Although we have specifically applied our protocol to islands, the generality of its principles may make it easy to adapt to mainland areas, such as countries or biogeographical provinces, and/or to other taxa. Its importance lies in the fact that only requires information on the species inventory and a few general characteristics of the areas, allowing the use of checklists that normally would be considered unsuitable for macroecological studies. Furthermore, by scoring areas instead of simply discarding some of them, this protocol can be useful for identifying different levels of uncertainty, that could be used to weight the areas in regressions or other analyses. Such scoring could also be used to allocate field and taxonomic resources. Of course, our method, like any other, has its limitations.
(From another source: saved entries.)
//! HTTP middleware

mod auth;
mod rate_limit;

pub use auth::{auth_middleware, require_institution, require_student};
pub use rate_limit::{rate_limit_middleware, RateLimitConfig, RateLimiter};
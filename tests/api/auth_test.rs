//! Authentication middleware tests

use crate::common::*;

#[tokio::test]
async fn test_auth_required_for_institution_routes() {
    let app = test_app();

    let response = app
        .router
        .clone()
        .oneshot(api_request("GET", "/v1/institution/certificates", None, None))
        .await
        .unwrap();
    assert_error(response, StatusCode::UNAUTHORIZED, "AUTH_MISSING").await;

    let response = app
        .router
        .oneshot(api_request(
            "GET",
            "/v1/institution/certificates",
            Some(INSTITUTION_TOKEN),
            None,
        ))
        .await
        .unwrap();
    assert_eq!(response.status(), StatusCode::OK);
}

#[tokio::test]
async fn test_auth_invalid_token() {
    let app = test_app();

    let response = app
        .router
        .oneshot(api_request(
            "GET",
            "/v1/student/certificates",
            Some("wrong-token"),
            None,
        ))
        .await
        .unwrap();

    assert_error(response, StatusCode::UNAUTHORIZED, "AUTH_INVALID").await;
}

#[tokio::test]
async fn test_auth_missing_bearer_prefix() {
    let app = test_app();

    let response = app
        .router
        .oneshot(
            Request::get("/v1/student/certificates")
                .header("Authorization", STUDENT_TOKEN)
                .body(Body::empty())
                .unwrap(),
        )
        .await
        .unwrap();

    assert_error(response, StatusCode::UNAUTHORIZED, "AUTH_INVALID").await;
}

#[tokio::test]
async fn test_student_token_on_institution_route_is_forbidden() {
    let app = test_app();

    let body = serde_json::to_value(ssc_request(student_id(), ROLL_NUMBER)).unwrap();
    let response = app
        .router
        .oneshot(api_request(
            "POST",
            "/v1/institution/certificates",
            Some(STUDENT_TOKEN),
            Some(body),
        ))
        .await
        .unwrap();

    assert_error(response, StatusCode::FORBIDDEN, "FORBIDDEN").await;
    assert_eq!(app.store.allocation_count(), 0);
}

#[tokio::test]
async fn test_institution_token_on_student_route_is_forbidden() {
    let app = test_app();

    let response = app
        .router
        .oneshot(api_request(
            "GET",
            "/v1/student/certificates",
            Some(INSTITUTION_TOKEN),
            None,
        ))
        .await
        .unwrap();

    assert_error(response, StatusCode::FORBIDDEN, "FORBIDDEN").await;
}

#[tokio::test]
async fn test_public_routes_ignore_tokens() {
    let app = test_app();

    // A bogus token on a public route is not checked
    let response = app
        .router
        .oneshot(api_request("GET", "/v1/stats", Some("wrong-token"), None))
        .await
        .unwrap();

    assert_eq!(response.status(), StatusCode::OK);
}
// File: src/storage/sqlite/activity.rs

use super::convert;
use super::store::SqliteStore;
use crate::error::StorageError;
use crate::model::ActivityEvent;
use crate::traits::ActivityLog;
use async_trait::async_trait;
use rusqlite::params;
use uuid::Uuid;

#[async_trait]
impl ActivityLog for SqliteStore {
    async fn record(&self, event: ActivityEvent) -> Result<(), StorageError> {
        let conn = self.get_conn()?;
        conn.execute(
            "INSERT INTO activity_logs (actor_id, actor_type, actor_name, action, target_type,
                target_id, institution_id, details, occurred_at)
             VALUES (?1, ?2, ?3, ?4, ?5, ?6, ?7, ?8, ?9)",
            params![
                event.actor_id.map(|id| id.to_string()),
                event.actor_type.as_str(),
                event.actor_name,
                event.action.as_str(),
                event.target_type,
                event.target_id.to_string(),
                event.institution_id.map(|id| id.to_string()),
                event.details.to_string(),
                convert::to_nanos(event.occurred_at),
            ],
        )?;
        Ok(())
    }
}

impl SqliteStore {
    /// Action names logged against a target, oldest first
    pub fn activity_actions_for(&self, target_id: &Uuid) -> Result<Vec<String>, StorageError> {
        let conn = self.get_conn()?;
        let mut stmt =
            conn.prepare("SELECT action FROM activity_logs WHERE target_id = ?1 ORDER BY id ASC")?;
        let rows = stmt.query_map(params![target_id.to_string()], |row| row.get(0))?;
        Ok(rows.collect::<Result<Vec<String>, _>>()?)
    }
}
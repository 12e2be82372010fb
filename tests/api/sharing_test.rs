//! Student listing and sharing toggle tests

use certify_server::model::ActivityAction;
use serde_json::json;

use crate::common::*;

fn sharing_request(id: &str, token: &str, shareable: bool) -> Request<Body> {
    api_request(
        "PUT",
        &format!("/v1/student/certificates/{}/sharing", id),
        Some(token),
        Some(json!({ "isPubliclyShareable": shareable })),
    )
}

fn verify_request(serial: &str) -> Request<Body> {
    api_request(
        "POST",
        "/v1/verify",
        None,
        Some(json!({ "serial": serial, "rollNumber": ROLL_NUMBER })),
    )
}

#[tokio::test]
async fn test_hidden_certificate_is_not_shareable_until_toggled_back() {
    let app = test_app();
    let certificate = issue_via_api(&app, ROLL_NUMBER).await;
    let id = certificate["id"].as_str().unwrap();
    let serial = certificate["serial"].as_str().unwrap();

    let response = app
        .router
        .clone()
        .oneshot(sharing_request(id, STUDENT_TOKEN, false))
        .await
        .unwrap();
    assert_eq!(response.status(), StatusCode::OK);
    let hidden = body_json(response).await;
    assert_eq!(hidden["isPubliclyShareable"], false);

    let response = app.router.clone().oneshot(verify_request(serial)).await.unwrap();
    assert_error(response, StatusCode::FORBIDDEN, "NOT_SHAREABLE").await;

    let response = app
        .router
        .clone()
        .oneshot(sharing_request(id, STUDENT_TOKEN, true))
        .await
        .unwrap();
    assert_eq!(response.status(), StatusCode::OK);
    let shown = body_json(response).await;

    // Only the flag moved
    assert_eq!(shown["serial"], certificate["serial"]);
    assert_eq!(shown["sequenceNumber"], certificate["sequenceNumber"]);
    assert_eq!(shown["issueDate"], certificate["issueDate"]);
    assert_eq!(shown["artifact"], certificate["artifact"]);

    let response = app.router.clone().oneshot(verify_request(serial)).await.unwrap();
    assert_eq!(response.status(), StatusCode::OK);

    let toggles = app
        .store
        .activity()
        .into_iter()
        .filter(|e| e.action == ActivityAction::CertificateSharingUpdated)
        .count();
    assert_eq!(toggles, 2);
}

#[tokio::test]
async fn test_sharing_someone_elses_certificate_is_not_found() {
    let app = test_app();
    let certificate = issue_via_api(&app, ROLL_NUMBER).await;
    let id = certificate["id"].as_str().unwrap();

    let response = app
        .router
        .clone()
        .oneshot(sharing_request(id, OTHER_STUDENT_TOKEN, false))
        .await
        .unwrap();

    assert_error(response, StatusCode::NOT_FOUND, "NOT_FOUND").await;

    // Still public
    let response = app
        .router
        .clone()
        .oneshot(verify_request(certificate["serial"].as_str().unwrap()))
        .await
        .unwrap();
    assert_eq!(response.status(), StatusCode::OK);
}

#[tokio::test]
async fn test_sharing_requires_flag() {
    let app = test_app();
    let certificate = issue_via_api(&app, ROLL_NUMBER).await;
    let id = certificate["id"].as_str().unwrap();

    let response = app
        .router
        .clone()
        .oneshot(api_request(
            "PUT",
            &format!("/v1/student/certificates/{}/sharing", id),
            Some(STUDENT_TOKEN),
            Some(json!({})),
        ))
        .await
        .unwrap();

    assert_error(response, StatusCode::BAD_REQUEST, "INVALID_ARGUMENT").await;
}

#[tokio::test]
async fn test_sharing_unknown_certificate() {
    let app = test_app();

    let response = app
        .router
        .clone()
        .oneshot(sharing_request(
            &uuid::Uuid::new_v4().to_string(),
            STUDENT_TOKEN,
            false,
        ))
        .await
        .unwrap();

    assert_error(response, StatusCode::NOT_FOUND, "NOT_FOUND").await;
}

#[tokio::test]
async fn test_student_lists_own_certificates() {
    let app = test_app();
    issue_via_api(&app, ROLL_NUMBER).await;

    let response = app
        .router
        .clone()
        .oneshot(api_request(
            "GET",
            "/v1/student/certificates",
            Some(STUDENT_TOKEN),
            None,
        ))
        .await
        .unwrap();
    assert_eq!(response.status(), StatusCode::OK);
    let json = body_json(response).await;
    assert_eq!(json["total"], 1);
    assert_eq!(json["certificates"][0]["studentId"], student_id().to_string());

    let response = app
        .router
        .clone()
        .oneshot(api_request(
            "GET",
            "/v1/student/certificates",
            Some(OTHER_STUDENT_TOKEN),
            None,
        ))
        .await
        .unwrap();
    let json = body_json(response).await;
    assert_eq!(json["total"], 0);
}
It only allows the identification of which inventories are comparable in terms of taxonomic effort, rather than identifying well-surveyed areas. Therefore, its use within large-scale conservation assessments should be discarded (or used with caution), because these analyses need detailed and accurate results if they are to be used for decision-making. Nevertheless, we believe this protocol might be adequate as a previous step for many analyses of macroecological patterns, as evenly inventoried areas identified this way can be reliably used for large-scale analyses.